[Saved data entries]
┌──

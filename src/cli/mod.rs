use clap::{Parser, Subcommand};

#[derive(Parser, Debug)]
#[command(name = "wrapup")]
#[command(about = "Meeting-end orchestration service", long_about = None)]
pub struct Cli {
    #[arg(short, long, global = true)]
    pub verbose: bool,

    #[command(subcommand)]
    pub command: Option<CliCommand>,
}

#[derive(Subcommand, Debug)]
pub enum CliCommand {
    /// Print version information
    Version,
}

└──
┌──

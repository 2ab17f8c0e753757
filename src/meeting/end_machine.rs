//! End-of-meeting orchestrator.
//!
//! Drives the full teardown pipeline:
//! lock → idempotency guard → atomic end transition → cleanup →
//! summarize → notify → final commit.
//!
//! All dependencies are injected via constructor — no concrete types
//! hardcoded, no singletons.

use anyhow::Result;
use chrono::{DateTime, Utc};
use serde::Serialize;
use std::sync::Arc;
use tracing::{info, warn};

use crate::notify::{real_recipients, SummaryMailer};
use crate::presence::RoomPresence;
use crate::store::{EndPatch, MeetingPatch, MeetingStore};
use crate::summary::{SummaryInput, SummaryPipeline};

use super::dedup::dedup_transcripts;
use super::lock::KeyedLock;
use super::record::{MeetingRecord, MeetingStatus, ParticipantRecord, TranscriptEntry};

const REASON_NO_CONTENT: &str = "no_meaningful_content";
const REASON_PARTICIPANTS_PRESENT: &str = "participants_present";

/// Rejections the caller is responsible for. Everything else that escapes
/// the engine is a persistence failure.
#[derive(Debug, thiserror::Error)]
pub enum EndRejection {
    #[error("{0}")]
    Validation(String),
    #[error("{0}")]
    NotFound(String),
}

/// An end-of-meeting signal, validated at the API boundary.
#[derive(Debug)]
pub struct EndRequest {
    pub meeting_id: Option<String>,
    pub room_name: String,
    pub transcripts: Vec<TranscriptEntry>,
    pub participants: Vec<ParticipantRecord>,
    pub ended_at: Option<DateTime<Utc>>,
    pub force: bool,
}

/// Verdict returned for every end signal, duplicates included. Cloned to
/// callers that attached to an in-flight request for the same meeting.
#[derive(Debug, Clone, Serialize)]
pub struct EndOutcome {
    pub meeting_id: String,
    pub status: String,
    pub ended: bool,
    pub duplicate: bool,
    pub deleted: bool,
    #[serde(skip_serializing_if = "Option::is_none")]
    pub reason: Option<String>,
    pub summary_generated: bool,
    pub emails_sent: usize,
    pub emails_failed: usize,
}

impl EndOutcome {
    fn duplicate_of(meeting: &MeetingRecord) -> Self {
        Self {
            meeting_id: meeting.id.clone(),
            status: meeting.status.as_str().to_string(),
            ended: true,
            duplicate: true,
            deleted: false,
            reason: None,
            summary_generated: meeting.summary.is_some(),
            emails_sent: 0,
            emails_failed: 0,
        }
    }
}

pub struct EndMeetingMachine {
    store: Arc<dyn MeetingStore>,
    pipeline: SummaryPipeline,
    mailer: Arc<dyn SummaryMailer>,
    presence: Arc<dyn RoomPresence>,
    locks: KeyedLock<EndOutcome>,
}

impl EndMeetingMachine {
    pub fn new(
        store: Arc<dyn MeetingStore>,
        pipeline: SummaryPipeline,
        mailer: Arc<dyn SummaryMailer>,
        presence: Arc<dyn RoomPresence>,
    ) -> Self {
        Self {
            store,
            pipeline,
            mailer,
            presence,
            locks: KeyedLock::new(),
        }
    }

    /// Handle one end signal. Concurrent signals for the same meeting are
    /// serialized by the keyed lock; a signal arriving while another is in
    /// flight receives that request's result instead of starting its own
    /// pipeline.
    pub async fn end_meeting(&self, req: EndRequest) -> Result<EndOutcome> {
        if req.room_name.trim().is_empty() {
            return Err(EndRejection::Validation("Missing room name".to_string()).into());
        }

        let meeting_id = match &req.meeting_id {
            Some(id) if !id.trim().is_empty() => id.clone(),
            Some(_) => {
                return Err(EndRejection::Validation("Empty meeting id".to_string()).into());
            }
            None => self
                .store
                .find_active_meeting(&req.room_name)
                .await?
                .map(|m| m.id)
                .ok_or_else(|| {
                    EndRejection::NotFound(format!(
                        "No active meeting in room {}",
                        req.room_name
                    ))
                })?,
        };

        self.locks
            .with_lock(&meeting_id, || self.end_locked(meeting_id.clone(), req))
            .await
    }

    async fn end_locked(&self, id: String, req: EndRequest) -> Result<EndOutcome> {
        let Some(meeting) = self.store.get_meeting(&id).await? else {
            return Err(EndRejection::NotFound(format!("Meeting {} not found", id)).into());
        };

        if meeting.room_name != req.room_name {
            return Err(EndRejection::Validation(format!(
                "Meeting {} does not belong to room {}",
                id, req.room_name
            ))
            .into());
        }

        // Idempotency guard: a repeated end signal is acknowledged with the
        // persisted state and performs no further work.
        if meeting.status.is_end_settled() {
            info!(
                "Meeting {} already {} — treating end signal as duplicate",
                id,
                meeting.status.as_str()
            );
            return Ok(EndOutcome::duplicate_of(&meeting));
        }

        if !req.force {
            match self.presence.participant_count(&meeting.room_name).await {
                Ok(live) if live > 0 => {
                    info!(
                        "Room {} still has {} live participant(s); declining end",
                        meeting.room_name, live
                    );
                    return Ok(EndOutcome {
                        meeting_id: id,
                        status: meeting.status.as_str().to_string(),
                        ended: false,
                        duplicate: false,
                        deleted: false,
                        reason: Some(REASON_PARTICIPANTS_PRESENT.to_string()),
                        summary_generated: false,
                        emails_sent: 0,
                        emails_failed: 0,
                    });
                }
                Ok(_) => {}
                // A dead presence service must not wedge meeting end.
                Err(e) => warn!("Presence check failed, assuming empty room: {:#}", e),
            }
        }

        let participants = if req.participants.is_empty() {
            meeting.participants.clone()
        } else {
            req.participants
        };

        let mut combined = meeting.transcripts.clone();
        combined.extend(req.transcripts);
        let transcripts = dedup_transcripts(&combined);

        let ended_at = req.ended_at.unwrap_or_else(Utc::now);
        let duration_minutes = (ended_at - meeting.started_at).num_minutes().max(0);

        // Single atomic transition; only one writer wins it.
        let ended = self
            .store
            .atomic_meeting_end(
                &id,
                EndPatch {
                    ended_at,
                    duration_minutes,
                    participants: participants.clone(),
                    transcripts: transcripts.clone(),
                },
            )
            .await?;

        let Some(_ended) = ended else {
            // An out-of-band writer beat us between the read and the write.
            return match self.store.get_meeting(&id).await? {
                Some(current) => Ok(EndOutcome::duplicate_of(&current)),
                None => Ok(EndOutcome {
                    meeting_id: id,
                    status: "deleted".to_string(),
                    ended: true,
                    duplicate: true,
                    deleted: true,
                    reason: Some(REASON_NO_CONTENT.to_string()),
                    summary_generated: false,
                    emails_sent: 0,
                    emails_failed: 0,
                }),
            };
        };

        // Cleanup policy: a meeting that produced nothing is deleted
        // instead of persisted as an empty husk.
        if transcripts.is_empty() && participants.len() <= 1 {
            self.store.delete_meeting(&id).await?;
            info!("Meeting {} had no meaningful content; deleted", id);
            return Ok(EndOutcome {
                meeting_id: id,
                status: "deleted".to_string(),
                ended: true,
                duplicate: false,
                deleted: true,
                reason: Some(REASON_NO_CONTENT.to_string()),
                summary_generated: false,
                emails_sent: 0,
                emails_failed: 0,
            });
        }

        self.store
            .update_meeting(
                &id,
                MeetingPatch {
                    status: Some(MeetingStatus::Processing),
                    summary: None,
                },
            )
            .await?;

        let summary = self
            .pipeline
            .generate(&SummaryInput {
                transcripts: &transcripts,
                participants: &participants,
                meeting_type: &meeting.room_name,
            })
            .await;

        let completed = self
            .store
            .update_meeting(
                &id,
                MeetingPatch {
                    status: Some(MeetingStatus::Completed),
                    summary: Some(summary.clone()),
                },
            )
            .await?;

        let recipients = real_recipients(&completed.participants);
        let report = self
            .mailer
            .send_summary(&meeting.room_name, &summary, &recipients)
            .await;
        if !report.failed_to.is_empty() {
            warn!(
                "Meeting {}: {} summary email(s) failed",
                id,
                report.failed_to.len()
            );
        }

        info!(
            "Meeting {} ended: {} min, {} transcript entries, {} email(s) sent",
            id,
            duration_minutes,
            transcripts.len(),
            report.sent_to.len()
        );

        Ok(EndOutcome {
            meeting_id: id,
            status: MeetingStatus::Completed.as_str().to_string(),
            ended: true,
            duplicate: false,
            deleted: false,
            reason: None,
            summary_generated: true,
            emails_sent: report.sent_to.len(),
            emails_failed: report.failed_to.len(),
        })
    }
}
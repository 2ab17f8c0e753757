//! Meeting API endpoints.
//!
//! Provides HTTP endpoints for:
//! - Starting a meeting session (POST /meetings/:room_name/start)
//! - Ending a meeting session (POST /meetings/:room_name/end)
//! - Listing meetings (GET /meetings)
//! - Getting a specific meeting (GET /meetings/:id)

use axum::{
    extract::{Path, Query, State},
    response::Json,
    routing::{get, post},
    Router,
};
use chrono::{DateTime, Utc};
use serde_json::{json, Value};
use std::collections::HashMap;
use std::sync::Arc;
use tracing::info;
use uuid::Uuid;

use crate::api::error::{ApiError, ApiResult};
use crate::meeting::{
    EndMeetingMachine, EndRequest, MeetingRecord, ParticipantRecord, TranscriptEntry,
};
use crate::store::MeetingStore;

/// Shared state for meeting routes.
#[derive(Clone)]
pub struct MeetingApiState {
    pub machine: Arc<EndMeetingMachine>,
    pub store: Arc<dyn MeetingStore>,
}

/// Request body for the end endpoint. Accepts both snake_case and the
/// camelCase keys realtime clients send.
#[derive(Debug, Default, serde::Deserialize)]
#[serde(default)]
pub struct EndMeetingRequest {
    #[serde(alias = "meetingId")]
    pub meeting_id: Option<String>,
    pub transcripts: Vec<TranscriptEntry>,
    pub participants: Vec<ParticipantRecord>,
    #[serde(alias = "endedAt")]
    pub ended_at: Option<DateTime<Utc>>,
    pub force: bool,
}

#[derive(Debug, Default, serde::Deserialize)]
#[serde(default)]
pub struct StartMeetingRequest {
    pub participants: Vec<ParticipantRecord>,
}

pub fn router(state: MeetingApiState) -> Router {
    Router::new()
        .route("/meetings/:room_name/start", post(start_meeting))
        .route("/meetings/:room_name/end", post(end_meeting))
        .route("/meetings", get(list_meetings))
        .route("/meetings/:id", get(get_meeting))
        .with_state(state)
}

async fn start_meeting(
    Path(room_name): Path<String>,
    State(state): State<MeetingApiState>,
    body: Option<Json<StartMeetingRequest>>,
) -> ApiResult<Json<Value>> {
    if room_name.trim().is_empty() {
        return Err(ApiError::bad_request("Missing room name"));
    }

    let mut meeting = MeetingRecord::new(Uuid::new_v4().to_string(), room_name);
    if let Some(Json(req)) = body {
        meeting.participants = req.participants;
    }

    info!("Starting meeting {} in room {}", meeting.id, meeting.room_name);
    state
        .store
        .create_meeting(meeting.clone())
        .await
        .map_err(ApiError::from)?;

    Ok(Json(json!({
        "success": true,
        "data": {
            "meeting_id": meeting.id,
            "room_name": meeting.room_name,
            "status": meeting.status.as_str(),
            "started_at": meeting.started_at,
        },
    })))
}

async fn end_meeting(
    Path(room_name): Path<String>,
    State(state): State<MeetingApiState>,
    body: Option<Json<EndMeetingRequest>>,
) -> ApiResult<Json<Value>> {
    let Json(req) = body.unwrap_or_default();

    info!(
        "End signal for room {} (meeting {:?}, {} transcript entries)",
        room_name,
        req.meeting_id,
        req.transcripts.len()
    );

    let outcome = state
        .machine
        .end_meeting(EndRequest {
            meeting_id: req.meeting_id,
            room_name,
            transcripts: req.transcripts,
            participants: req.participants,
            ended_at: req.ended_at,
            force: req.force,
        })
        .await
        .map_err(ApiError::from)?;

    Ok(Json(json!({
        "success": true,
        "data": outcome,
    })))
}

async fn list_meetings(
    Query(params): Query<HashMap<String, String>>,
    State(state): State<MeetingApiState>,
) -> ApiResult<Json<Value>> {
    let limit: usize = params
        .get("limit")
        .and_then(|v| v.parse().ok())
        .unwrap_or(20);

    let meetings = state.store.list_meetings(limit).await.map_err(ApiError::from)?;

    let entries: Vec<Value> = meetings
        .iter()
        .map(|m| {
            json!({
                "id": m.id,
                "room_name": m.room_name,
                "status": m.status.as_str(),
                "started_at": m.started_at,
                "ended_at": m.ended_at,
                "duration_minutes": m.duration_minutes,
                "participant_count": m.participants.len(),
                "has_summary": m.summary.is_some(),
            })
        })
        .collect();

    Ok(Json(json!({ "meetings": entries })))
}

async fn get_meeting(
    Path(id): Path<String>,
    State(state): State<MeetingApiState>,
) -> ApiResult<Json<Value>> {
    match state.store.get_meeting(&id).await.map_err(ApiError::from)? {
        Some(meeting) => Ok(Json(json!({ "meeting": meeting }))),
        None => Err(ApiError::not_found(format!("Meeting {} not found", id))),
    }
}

└──

▶ [Activity]:
Copy every line from the records above that contains the string "impl".

▶ [Reply to the task]:
impl EndOutcome {
impl EndMeetingMachine {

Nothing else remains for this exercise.